Quelques jours avant mon départ pour Alençon… il m’avait envoyé une …magnifique lettre d’amour.
Marjolaine se redressa, chercha ses vêtements des yeux dans la petite pièce, les vit entassés auprès de la cheminée. Elle se leva péniblement, alla fouiller dans la poche de sa robe, en sortit un papier chiffonné et sali de sang, de larmes, de boues et le tendit à Tsampa.
Tenez, lisez-là :
Citation:
Marjolaine,
Mon Amour,
Après de nombreux jours de voyage, j'ai enfin le temps de t'écrire pour te donner de mes nouvelles.

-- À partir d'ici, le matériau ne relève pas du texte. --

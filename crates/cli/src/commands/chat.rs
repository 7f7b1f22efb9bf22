//! `fitcoach chat` — Interactive coaching session.
//!
//! Lines starting with `/` are session commands; everything else is sent
//! to the coach on the current thread.

use fitcoach_agent::Coach;
use fitcoach_config::Locale;
use fitcoach_core::message::{Message, ThreadId};
use futures::StreamExt;
use std::io::Write;
use tokio::io::{AsyncBufReadExt, BufReader};

use super::{StreamPrinter, TurnFlags, load_coach};

/// A parsed input line.
#[derive(Debug, PartialEq, Eq)]
enum Input {
    New,
    Reset,
    History,
    Exit,
    Unknown(String),
    Message(String),
    Empty,
}

fn parse_input(line: &str) -> Input {
    let line = line.trim();
    match line {
        "" => Input::Empty,
        "/new" => Input::New,
        "/reset" => Input::Reset,
        "/history" => Input::History,
        "/exit" | "/quit" | "exit" | "quit" => Input::Exit,
        cmd if cmd.starts_with('/') => Input::Unknown(cmd.to_string()),
        text => Input::Message(text.to_string()),
    }
}

pub async fn run(flags: TurnFlags, thread: Option<String>) -> anyhow::Result<()> {
    let coach = load_coach()?;
    let options = flags.options(coach.config());
    let locale = Locale::for_language(options.language);
    let mut thread = thread
        .map(ThreadId)
        .unwrap_or_else(|| coach.sessions().new_thread());

    print_banner(&coach, &thread, &options.style, options.reasoning, locale).await;
    println!("  {}", locale.welcome);
    println!("  Commands: /new  /reset  /history  /exit");
    println!();

    let mut lines = BufReader::new(tokio::io::stdin()).lines();
    let mut stdout = std::io::stdout();

    loop {
        print!("  You > ");
        stdout.flush()?;

        let Some(line) = lines.next_line().await? else {
            break;
        };

        match parse_input(&line) {
            Input::Empty => continue,
            Input::Exit => break,
            Input::New => {
                thread = coach.sessions().new_thread();
                println!("  Started thread {thread}\n");
            }
            Input::Reset => {
                coach.sessions().reset(&thread).await?;
                println!("  Thread {thread} cleared\n");
            }
            Input::History => {
                let history = coach.sessions().history(&thread).await?;
                print_history(&history);
            }
            Input::Unknown(cmd) => {
                println!("  Unknown command {cmd}. Try /new, /reset, /history, or /exit.\n");
            }
            Input::Message(text) => {
                let mut printer = StreamPrinter::new(options.language);
                match coach.ask_streaming(&thread, &text, &options).await {
                    Ok(mut snapshots) => {
                        print!("\n  Coach > ");
                        while let Some(snapshot) = snapshots.next().await {
                            if let Some(out) = printer.update(&snapshot) {
                                print!("{out}");
                                stdout.flush()?;
                            }
                        }
                        println!();
                    }
                    Err(e) => {
                        eprintln!("  [Error] {e}");
                        println!();
                    }
                }
            }
        }
    }

    println!();
    println!("  Goodbye! 💪");
    println!();
    Ok(())
}

async fn print_banner(
    coach: &Coach,
    thread: &ThreadId,
    style: &str,
    reasoning: bool,
    locale: &Locale,
) {
    let config = coach.config();
    println!();
    println!("  ╔══════════════════════════════════════════════╗");
    println!("  ║         FitCoach — Interactive Session        ║");
    println!("  ╚══════════════════════════════════════════════╝");
    println!();
    println!("  Provider:  {}", config.provider.name);
    println!("  Model:     {}", config.provider.model);
    println!("  Style:     {style}{}", if reasoning { " + reasoning" } else { "" });
    println!("  Thread:    {thread}");
    if !coach.knowledge().is_available().await {
        println!("  ⚠️  {}", locale.no_documents);
    }
    println!();
}

fn print_history(history: &[Message]) {
    if history.is_empty() {
        println!("  (empty)\n");
        return;
    }
    for message in history {
        match message {
            Message::User { content } => println!("  You   > {content}"),
            Message::Assistant { content, tool_calls } if !tool_calls.is_empty() => {
                let names: Vec<&str> = tool_calls.iter().map(|c| c.name.as_str()).collect();
                println!("  Coach > [searching: {}] {content}", names.join(", "));
            }
            Message::Assistant { content, .. } => println!("  Coach > {content}"),
            Message::Tool { name, content, .. } => {
                let preview: String = content.chars().take(80).collect();
                println!("  [{name}] {preview}…");
            }
            Message::System { .. } => {}
        }
    }
    println!();
}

Comme tu le sais de ma précédente lettre, j'ai quitté la Hollande la semaine dernière, avec les derniers bourrins. Comme je me le suis promis lors de la campagne hollandaise, j'ai quitté en dernier la Hollande. Je sais que cela paraîtra de l'enfantillage à certains, mais c'était important pour moi. J'ai tenu parole.
Nous avons voyagé en deux groupes. J'ai mené un des groupes vers Cambrai, l'autre nous a suivi à un jour d'intervale. Je n'ai malheureusement pas pu passer par Tournai, sans quoi je n'aurais manqué de venir t'embrasser, te serrer contre moi. Mais il y avait urgence.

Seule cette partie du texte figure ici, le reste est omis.